No browser on that machine (SSH box, container, CI)? Use a personal access token from Settings → API tokens:

Terminal window
cb login codebeam.example.com --token cbp_… # store it, or:
export CODEBEAM_URL=https://codebeam.example.com
export CODEBEAM_TOKEN=cbp_# no login at all

cb status shows which server and credentials a command would use; cb logout forgets a server’s stored credentials.

Command What you get
cb search <query> Lexical/regex search — full Zoekt syntax (file:, lang:, sym:, boolean operators).
cb ast '<pattern>' --lang <l> Structural (AST) search with ast-grep metavariables ($VAR, $$$).
cb def <symbol> Where a symbol is defined (ctags-backed).
cb refs <symbol> Word-boundary usages of a symbol.
cb read <repo:path[:N-M]> A bounded line range, with commit provenance.
cb tree <repo> [path] A repository’s file listing.
cb repos What is indexed, and how fresh.
cb stats Languages, sizes, freshness per repository.

Search commands share the filters --repo, --path, --lang and -n (max files); cb ast adds --branch. Every command accepts --server to target a specific instance, and flags may come before or after the arguments.

cb read accepts a pasted citation unchanged — cb read local/app:cmd/main.go@1a2b3c4d:12-40 reads lines 12–40, ignoring the commit suffix search results print.

Terminal window
# Where is retry logic implemented, Go only, top 5 files?
cb search "retry backoff" --lang go -n 5
# Every Go error-swallowing pattern in one repo
cb ast 'if $ERR != nil { return nil }' --lang go --repo local/app
# Chase a symbol: definition, then callers
cb def NewServer
cb refs NewServer --lang go
# Read around a hit (copied straight from search output)
cb read local/app:internal/web/server.go:290-340
# An agent or CI job, fully headless
CODEBEAM_URL=https://codebeam.example.com CODEBEAM_TOKEN=cbp_… \
cb search "TODO(security)" -n 20

Output is plain, citation-tagged text — the same compact format the MCP tools return — so it pipes cleanly into prompts, scripts, and pagers.

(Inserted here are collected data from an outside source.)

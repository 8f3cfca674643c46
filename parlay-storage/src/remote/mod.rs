//! Remote record store tier.
//!
//! The remote tier is a shared table store (one table per namespace) that
//! outlives a single session. Implementations classify every failure into
//! a [`RemoteErrorKind`](parlay_core::RemoteErrorKind) before returning it;
//! the storage service only ever looks at the kind.

pub mod memory;
pub mod rest;

pub use memory::InMemoryRemoteStore;
pub use rest::RestRemoteStore;

use async_trait::async_trait;
use parlay_core::{CacheEntry, Namespace, RemoteError};
use serde::{Deserialize, Serialize};
use serde_json::Value;

/// One row of a namespace table.
///
/// Columns: `id | capturedAt | payload | sources | rawText`. The last two
/// are only filled for matchup rows and mirror fields of `payload`, which
/// always holds the complete cached value.
#[derive(Debug, Clone, PartialEq, Serialize, Deserialize)]
#[serde(rename_all = "camelCase")]
pub struct RemoteRecord {
    pub id: String,
    pub captured_at: i64,
    pub payload: Value,
    #[serde(default, skip_serializing_if = "Option::is_none")]
    pub sources: Option<Value>,
    #[serde(default, skip_serializing_if = "Option::is_none")]
    pub raw_text: Option<String>,
}

impl RemoteRecord {
    pub fn from_entry(namespace: Namespace, id: &str, entry: &CacheEntry) -> Self {
        let (sources, raw_text) = match (namespace, entry.payload.as_object()) {
            (Namespace::Matchup, Some(obj)) => (
                obj.get("sources").cloned(),
                obj.get("rawText").and_then(Value::as_str).map(str::to_string),
            ),
            _ => (None, None),
        };

        Self {
            id: id.to_string(),
            captured_at: entry.captured_at,
            payload: entry.payload.clone(),
            sources,
            raw_text,
        }
    }

    pub fn into_entry(self) -> CacheEntry {
        CacheEntry::new(self.captured_at, self.payload)
    }
}

#[async_trait]
pub trait RemoteStore: Send + Sync {
    /// Whether the store has the settings it needs to be reached at all.
    /// An unconfigured store starts the session with the circuit open.
    fn is_configured(&self) -> bool {
        true
    }

    /// Insert or replace the row with `record.id`.
    async fn upsert(&self, table: &str, record: &RemoteRecord) -> Result<(), RemoteError>;

    /// Missing rows are `Ok(None)`, not an error.
    async fn fetch(&self, table: &str, id: &str) -> Result<Option<RemoteRecord>, RemoteError>;

    async fn list_ids(&self, table: &str) -> Result<Vec<String>, RemoteError>;

    /// Minimal bounded read used to decide whether the tier is reachable.
    async fn probe(&self, table: &str) -> Result<(), RemoteError>;
}
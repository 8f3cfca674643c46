//! Error types for the CLI.

use parlay_core::{ConfigError, ParlayError};
use parlay_storage::local::lmdb::LmdbOpenError;

#[derive(Debug, thiserror::Error)]
pub enum CliError {
    #[error("IO error: {0}")]
    Io(#[from] std::io::Error),
    #[error(transparent)]
    Config(#[from] ConfigError),
    #[error(transparent)]
    Parlay(#[from] ParlayError),
    #[error("Failed to open local store: {0}")]
    LocalStore(#[from] LmdbOpenError),
    #[error("Failed to initialize logging: {0}")]
    Telemetry(String),
}

pub type CliResult<T> = Result<T, CliError>;
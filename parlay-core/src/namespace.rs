//! Cache namespaces and the local key layout.
//!
//! Every cached unit of work lives in exactly one [`Namespace`]. The
//! namespace decides the entry TTL, the remote table the entry is
//! replicated to, and the tag used inside local keys:
//!
//! ```text
//! parlay:matchup:kc-lv
//! ^^^^^^^ fixed prefix
//!        ^^^^^^^^ namespace tag
//!                ^^^^^ entity id
//! ```

use serde::{Deserialize, Serialize};
use std::fmt;
use std::str::FromStr;
use std::time::Duration;

/// Prefix shared by every key this crate writes to the local tier.
pub const LOCAL_KEY_PREFIX: &str = "parlay:";

/// Logical partition of cached data.
#[derive(Debug, Clone, Copy, PartialEq, Eq, Hash, PartialOrd, Ord, Serialize, Deserialize)]
#[serde(rename_all = "lowercase")]
pub enum Namespace {
    /// AI matchup analysis keyed by game id.
    Matchup,
    /// Weekly schedule keyed by week label.
    Schedule,
}

impl Namespace {
    pub const ALL: [Namespace; 2] = [Namespace::Matchup, Namespace::Schedule];

    pub fn tag(&self) -> &'static str {
        match self {
            Self::Matchup => "matchup",
            Self::Schedule => "schedule",
        }
    }

    /// TTL before an entry in this namespace is treated as absent.
    pub fn default_ttl(&self) -> Duration {
        match self {
            Self::Matchup => Duration::from_secs(24 * 60 * 60),
            Self::Schedule => Duration::from_secs(6 * 60 * 60),
        }
    }

    /// Remote table holding this namespace's rows.
    pub fn remote_table(&self) -> &'static str {
        match self {
            Self::Matchup => "matchup_analyses",
            Self::Schedule => "schedules",
        }
    }

    /// Prefix of every local key in this namespace.
    pub fn local_prefix(&self) -> String {
        format!("{}{}:", LOCAL_KEY_PREFIX, self.tag())
    }

    /// Build the local key for `id`.
    pub fn local_key(&self, id: &str) -> String {
        format!("{}{}", self.local_prefix(), id)
    }
}

impl fmt::Display for Namespace {
    fn fmt(&self, f: &mut fmt::Formatter<'_>) -> fmt::Result {
        f.write_str(self.tag())
    }
}

/// Error parsing a [`Namespace`] from a string.
#[derive(Debug, Clone, PartialEq, Eq)]
pub struct NamespaceParseError(pub String);

impl fmt::Display for NamespaceParseError {
    fn fmt(&self, f: &mut fmt::Formatter<'_>) -> fmt::Result {
        write!(f, "unknown namespace: {} (expected matchup or schedule)", self.0)
    }
}

impl std::error::Error for NamespaceParseError {}

impl FromStr for Namespace {
    type Err = NamespaceParseError;

    fn from_str(s: &str) -> Result<Self, Self::Err> {
        match s.trim().to_ascii_lowercase().as_str() {
            "matchup" | "matchups" => Ok(Self::Matchup),
            "schedule" | "schedules" => Ok(Self::Schedule),
            other => Err(NamespaceParseError(other.to_string())),
        }
    }
}

/// A raw local key split back into its namespace and entity id.
#[derive(Debug, Clone, PartialEq, Eq)]
pub struct LocalKey<'a> {
    pub namespace: Namespace,
    pub id: &'a str,
}

impl<'a> LocalKey<'a> {
    /// Parse a raw local key. Keys written by other applications, or with
    /// an unknown tag, yield `None`.
    pub fn parse(raw: &'a str) -> Option<Self> {
        let rest = raw.strip_prefix(LOCAL_KEY_PREFIX)?;
        let (tag, id) = rest.split_once(':')?;
        let namespace = Namespace::ALL.into_iter().find(|ns| ns.tag() == tag)?;
        Some(Self { namespace, id })
    }
}
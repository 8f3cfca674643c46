//! parlay entry point.

use clap::Parser;
use parlay_cli::commands::Cli;
use parlay_cli::error::CliError;
use parlay_cli::{run, telemetry};

#[tokio::main]
async fn main() -> Result<(), CliError> {
    let cli = Cli::parse();
    telemetry::init_tracing()?;
    run(cli).await
}
//! In-memory local tier with a byte quota.

use std::collections::HashMap;
use std::sync::RwLock;

use async_trait::async_trait;
use parlay_core::LocalStoreError;

use super::LocalStore;

/// Map-backed local store.
///
/// Usage is measured as the sum of key and value lengths. A `set` that
/// would push usage past the capacity fails with `QuotaExceeded` and
/// leaves the store untouched.
#[derive(Debug, Default)]
pub struct MemoryLocalStore {
    entries: RwLock<HashMap<String, String>>,
    capacity_bytes: Option<usize>,
}

impl MemoryLocalStore {
    /// Unbounded store.
    pub fn new() -> Self {
        Self::default()
    }

    pub fn with_capacity_bytes(capacity_bytes: usize) -> Self {
        Self {
            entries: RwLock::new(HashMap::new()),
            capacity_bytes: Some(capacity_bytes),
        }
    }

    pub fn used_bytes(&self) -> usize {
        self.entries
            .read()
            .map(|entries| entries.iter().map(|(k, v)| k.len() + v.len()).sum())
            .unwrap_or(0)
    }

    pub fn len(&self) -> usize {
        self.entries.read().map(|e| e.len()).unwrap_or(0)
    }

    pub fn is_empty(&self) -> bool {
        self.len() == 0
    }

    /// Write a value without quota checks. Lets tests plant corrupt entries.
    pub fn insert_raw(&self, key: impl Into<String>, value: impl Into<String>) {
        if let Ok(mut entries) = self.entries.write() {
            entries.insert(key.into(), value.into());
        }
    }
}

fn poisoned() -> LocalStoreError {
    LocalStoreError::Backend {
        reason: "local store lock poisoned".to_string(),
    }
}

#[async_trait]
impl LocalStore for MemoryLocalStore {
    async fn get(&self, key: &str) -> Result<Option<String>, LocalStoreError> {
        let entries = self.entries.read().map_err(|_| poisoned())?;
        Ok(entries.get(key).cloned())
    }

    async fn set(&self, key: &str, value: &str) -> Result<(), LocalStoreError> {
        let mut entries = self.entries.write().map_err(|_| poisoned())?;

        if let Some(capacity) = self.capacity_bytes {
            let used: usize = entries.iter().map(|(k, v)| k.len() + v.len()).sum();
            let replaced = entries.get(key).map_or(0, |old| key.len() + old.len());
            let incoming = key.len() + value.len();
            if used - replaced + incoming > capacity {
                return Err(LocalStoreError::QuotaExceeded {
                    key: key.to_string(),
                    bytes: incoming,
                });
            }
        }

        entries.insert(key.to_string(), value.to_string());
        Ok(())
    }

    async fn delete(&self, key: &str) -> Result<bool, LocalStoreError> {
        let mut entries = self.entries.write().map_err(|_| poisoned())?;
        Ok(entries.remove(key).is_some())
    }

    async fn keys(&self) -> Result<Vec<String>, LocalStoreError> {
        let entries = self.entries.read().map_err(|_| poisoned())?;
        Ok(entries.keys().cloned().collect())
    }
}

#[cfg(test)]
mod tests {
    use super::*;

    #[tokio::test]
    async fn test_set_get_delete() {
        let store = MemoryLocalStore::new();
        store.set("a", "1").await.expect("set should succeed");
        assert_eq!(store.get("a").await.expect("get"), Some("1".to_string()));
        assert!(store.delete("a").await.expect("delete"));
        assert!(!store.delete("a").await.expect("delete"));
        assert_eq!(store.get("a").await.expect("get"), None);
    }

    #[tokio::test]
    async fn test_quota_rejects_without_writing() {
        let store = MemoryLocalStore::with_capacity_bytes(10);
        store.set("k1", "12345").await.expect("7 bytes fit");

        let err = store.set("k2", "12345").await.expect_err("14 bytes do not fit");
        assert!(err.is_quota());
        assert_eq!(store.get("k2").await.expect("get"), None);
        assert_eq!(store.used_bytes(), 7);
    }

    #[tokio::test]
    async fn test_overwrite_accounts_for_replaced_value() {
        let store = MemoryLocalStore::with_capacity_bytes(10);
        store.set("k", "12345678").await.expect("9 bytes fit");
        // replacing the same key must not double count
        store.set("k", "87654321").await.expect("overwrite fits");
        assert_eq!(store.len(), 1);
        assert_eq!(store.used_bytes(), 9);
    }

    #[tokio::test]
    async fn test_keys_lists_everything() {
        let store = MemoryLocalStore::new();
        store.set("parlay:matchup:a", "x").await.expect("set");
        store.insert_raw("theme", "dark");
        let mut keys = store.keys().await.expect("keys");
        keys.sort();
        assert_eq!(keys, vec!["parlay:matchup:a".to_string(), "theme".to_string()]);
    }
}
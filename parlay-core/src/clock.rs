//! Time source used for capture timestamps and expiry checks.

use chrono::Utc;
use std::sync::atomic::{AtomicI64, Ordering};
use std::time::Duration;

/// Milliseconds-since-epoch clock.
pub trait Clock: Send + Sync {
    fn now_millis(&self) -> i64;
}

/// Wall clock backed by `chrono::Utc`.
#[derive(Debug, Clone, Copy, Default)]
pub struct SystemClock;

impl Clock for SystemClock {
    fn now_millis(&self) -> i64 {
        Utc::now().timestamp_millis()
    }
}

/// Hand-driven clock for expiry tests.
#[derive(Debug, Default)]
pub struct ManualClock {
    now: AtomicI64,
}

impl ManualClock {
    pub fn new(start_millis: i64) -> Self {
        Self {
            now: AtomicI64::new(start_millis),
        }
    }

    pub fn set(&self, millis: i64) {
        self.now.store(millis, Ordering::SeqCst);
    }

    pub fn advance(&self, by: Duration) {
        self.now.fetch_add(by.as_millis() as i64, Ordering::SeqCst);
    }

    pub fn advance_millis(&self, millis: i64) {
        self.now.fetch_add(millis, Ordering::SeqCst);
    }
}

impl Clock for ManualClock {
    fn now_millis(&self) -> i64 {
        self.now.load(Ordering::SeqCst)
    }
}

#[cfg(test)]
mod tests {
    use super::*;

    #[test]
    fn test_manual_clock_advances() {
        let clock = ManualClock::new(1_000);
        assert_eq!(clock.now_millis(), 1_000);
        clock.advance(Duration::from_secs(2));
        assert_eq!(clock.now_millis(), 3_000);
        clock.advance_millis(-500);
        assert_eq!(clock.now_millis(), 2_500);
        clock.set(0);
        assert_eq!(clock.now_millis(), 0);
    }

    #[test]
    fn test_system_clock_is_recent() {
        // 2020-01-01T00:00:00Z
        assert!(SystemClock.now_millis() > 1_577_836_800_000);
    }
}
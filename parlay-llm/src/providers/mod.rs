//! AI provider implementations
//!
//! Concrete implementations of [`crate::AnalysisClient`].

pub mod gemini;

pub use gemini::GeminiClient;
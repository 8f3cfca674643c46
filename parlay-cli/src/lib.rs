//! Parlay CLI
//!
//! Wires the tiered storage service and the AI research client together
//! behind a small command set. The binary entry point lives in `main.rs`;
//! everything here is a library so commands can be driven from tests with
//! in-memory tiers and a scripted AI client.

pub mod commands;
pub mod config;
pub mod error;
pub mod telemetry;

use std::sync::Arc;

use parlay_llm::{AnalysisClient, GeminiClient};
use parlay_storage::{LmdbLocalStore, RemoteStore, RestRemoteStore, StorageService};
use tracing::info;

use crate::commands::{dispatch, Cli, Context};
use crate::config::CliConfig;
use crate::error::CliResult;

/// Long-lived collaborators built from a [`CliConfig`].
pub struct App {
    pub storage: StorageService,
    pub ai: Box<dyn AnalysisClient>,
}

impl App {
    pub fn from_config(config: &CliConfig) -> CliResult<Self> {
        let local = LmdbLocalStore::open(&config.local_store_path, config.local_store_max_mb)?;

        let remote = config.remote.as_ref().map(|section| {
            Arc::new(RestRemoteStore::new(&section.url, &section.api_key)) as Arc<dyn RemoteStore>
        });

        let storage = StorageService::new(Arc::new(local), remote, config.storage_config());

        let mut ai = GeminiClient::from_env();
        if let Some(section) = &config.ai {
            if let Some(key) = &section.api_key {
                ai = ai.with_api_key(key.as_str());
            }
            if let Some(model) = &section.model {
                ai = ai.with_model(model.as_str());
            }
        }

        info!(
            local_store = %config.local_store_path.display(),
            remote = config.remote.is_some(),
            model = ai.model(),
            "Parlay initialized"
        );

        Ok(Self {
            storage,
            ai: Box::new(ai),
        })
    }

    pub fn context(&self) -> Context<'_> {
        Context {
            storage: &self.storage,
            ai: self.ai.as_ref(),
        }
    }
}

/// Load configuration, build the app and run one command against stdout.
pub async fn run(cli: Cli) -> CliResult<()> {
    let config = CliConfig::load(&cli.config)?;
    let app = App::from_config(&config)?;

    let stdout = std::io::stdout();
    let mut out = stdout.lock();
    dispatch(&app.context(), &cli.command, &mut out).await
}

Credentials are stored per server URL. --server (or CODEBEAM_URL) picks the target per command; the most recent cb login sets the default. CODEBEAM_CLI_CONFIG relocates the credentials file when $HOME isn’t writable (containers, CI sandboxes).

codebeam ctx reads the local data directory directly and packs a character-budgeted context bundle; it only works on the machine that hosts the index. cb goes through the server with real authentication and per-user repository scoping — it works from anywhere and is the right tool for teams, agents, and CI.